Poetry is perhaps the more natural and spontaneous medium of expression. We tend to express our heartfelt emotions in a few lines of verse than in sentences. The poetic form is more capable of reaching out and touching the hearts of others. The thirst to connect, to express and listen is ingrained in every poetic heart. It is this unique quality that qualifies poets to be the ideal agents to promote peace and unity.
The poet’s vocation is a free one – it just can’t abide any kind of fetters. The words have to necessarily flow, bridging the diversity that is characteristic of the world. Though poets sing in different tongues, their themes are universal, they are bound by a unique camaraderie. Freedom is a natural by-product of peace, and being by its very nature free, the poetic spirit will necessarily foster peace.

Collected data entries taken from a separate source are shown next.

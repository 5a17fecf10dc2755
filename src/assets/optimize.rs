//! PNG/WebP/GIF avatars -> baseline JPEG for the web front end.

use std::fs::{self, File};
use std::io::BufWriter;
use std::path::{Path, PathBuf};

use image::codecs::jpeg::JpegEncoder;

use crate::assets::AssetError;

pub const JPEG_QUALITY: u8 = 80;
const CONVERTIBLE: [&str; 3] = ["png", "webp", "gif"];

#[derive(Debug, Clone, PartialEq, Eq)]
pub enum Conversion {
    Converted(PathBuf),
    AlreadyJpeg,
    OutputExists,
    Unsupported,
}

#[derive(Debug, Clone, Default, PartialEq, Eq)]
pub struct OptimizeReport {
    pub converted: usize,
    pub skipped: usize,
    pub failed: Vec<String>,
}

fn extension(path: &Path) -> Option<String> {
    path.extension()
        .and_then(|e| e.to_str())
        .map(str::to_ascii_lowercase)
}

/// Write `<out_dir>/<stem>.jpg` unless it already exists. Alpha is dropped.
pub fn optimize_image(input: &Path, out_dir: &Path) -> Result<Conversion, AssetError> {
    let Some(ext) = extension(input) else {
        return Ok(Conversion::Unsupported);
    };
    if ext == "jpg" || ext == "jpeg" {
        return Ok(Conversion::AlreadyJpeg);
    }
    if !CONVERTIBLE.contains(&ext.as_str()) {
        return Ok(Conversion::Unsupported);
    }

    let stem = input
        .file_stem()
        .map(|s| s.to_string_lossy().into_owned())
        .unwrap_or_default();
    let output = out_dir.join(format!("{stem}.jpg"));
    if output.exists() {
        return Ok(Conversion::OutputExists);
    }

    let image_err = |source| AssetError::Image {
        path: input.display().to_string(),
        source,
    };
    let rgb = image::open(input).map_err(image_err)?.to_rgb8();

    fs::create_dir_all(out_dir).map_err(|source| AssetError::Io {
        path: out_dir.display().to_string(),
        source,
    })?;
    let file = File::create(&output).map_err(|source| AssetError::Io {
        path: output.display().to_string(),
        source,
    })?;
    let mut writer = BufWriter::new(file);
    JpegEncoder::new_with_quality(&mut writer, JPEG_QUALITY)
        .encode_image(&rgb)
        .map_err(image_err)?;

    tracing::debug!("wrote {} ({}x{})", output.display(), rgb.width(), rgb.height());
    Ok(Conversion::Converted(output))
}

/// Convert every eligible image in `in_dir`. Per-file failures are reported,
/// not fatal.
pub fn optimize_dir(in_dir: &Path, out_dir: &Path) -> Result<OptimizeReport, AssetError> {
    let entries = fs::read_dir(in_dir).map_err(|source| AssetError::Io {
        path: in_dir.display().to_string(),
        source,
    })?;

    let mut files: Vec<PathBuf> = entries
        .filter_map(Result::ok)
        .map(|e| e.path())
        .filter(|p| p.is_file())
        .collect();
    files.sort();

    let mut report = OptimizeReport::default();
    for file in files {
        match optimize_image(&file, out_dir) {
            Ok(Conversion::Converted(_)) => report.converted += 1,
            Ok(_) => report.skipped += 1,
            Err(err) => {
                tracing::warn!("{err}");
                report.failed.push(file.display().to_string());
            }
        }
    }
    tracing::info!(
        "converted {} file(s) from {} into {}",
        report.converted,
        in_dir.display(),
        out_dir.display()
    );
    Ok(report)
}
//! Owned-character detection from community roster pages.

pub mod krooster;
pub mod matcher;
pub mod normalize;

pub use krooster::KroosterClient;
pub use matcher::{MatchStrategy, RosterLayout, RosterMatch, RosterMatcher};
pub use normalize::{name_variants, normalize_name};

The poetic sensitivity is there in each of us. Maybe it is dormant in some. We only need to awaken this natural compassion that lies deep within – then there is no more war, strife, jealousy or hatred. It will be the awakening of our inner spirituality that runs like a thread through each of us, uniting one and all.
Dear friends, let our poetry festivals be the venues where poetry can speak to us in words loud and clear, where each of us get to see what we need to see and help others to see, where we can put our heads together and understand our responsibilities. Let us capitalize on poetry’s inherent capacity to soothe, comfort and instill hope even in the most troubled times, and at times of loss. Let us wield the power of the spoken word to craft a more meaningful, “brave, new world.”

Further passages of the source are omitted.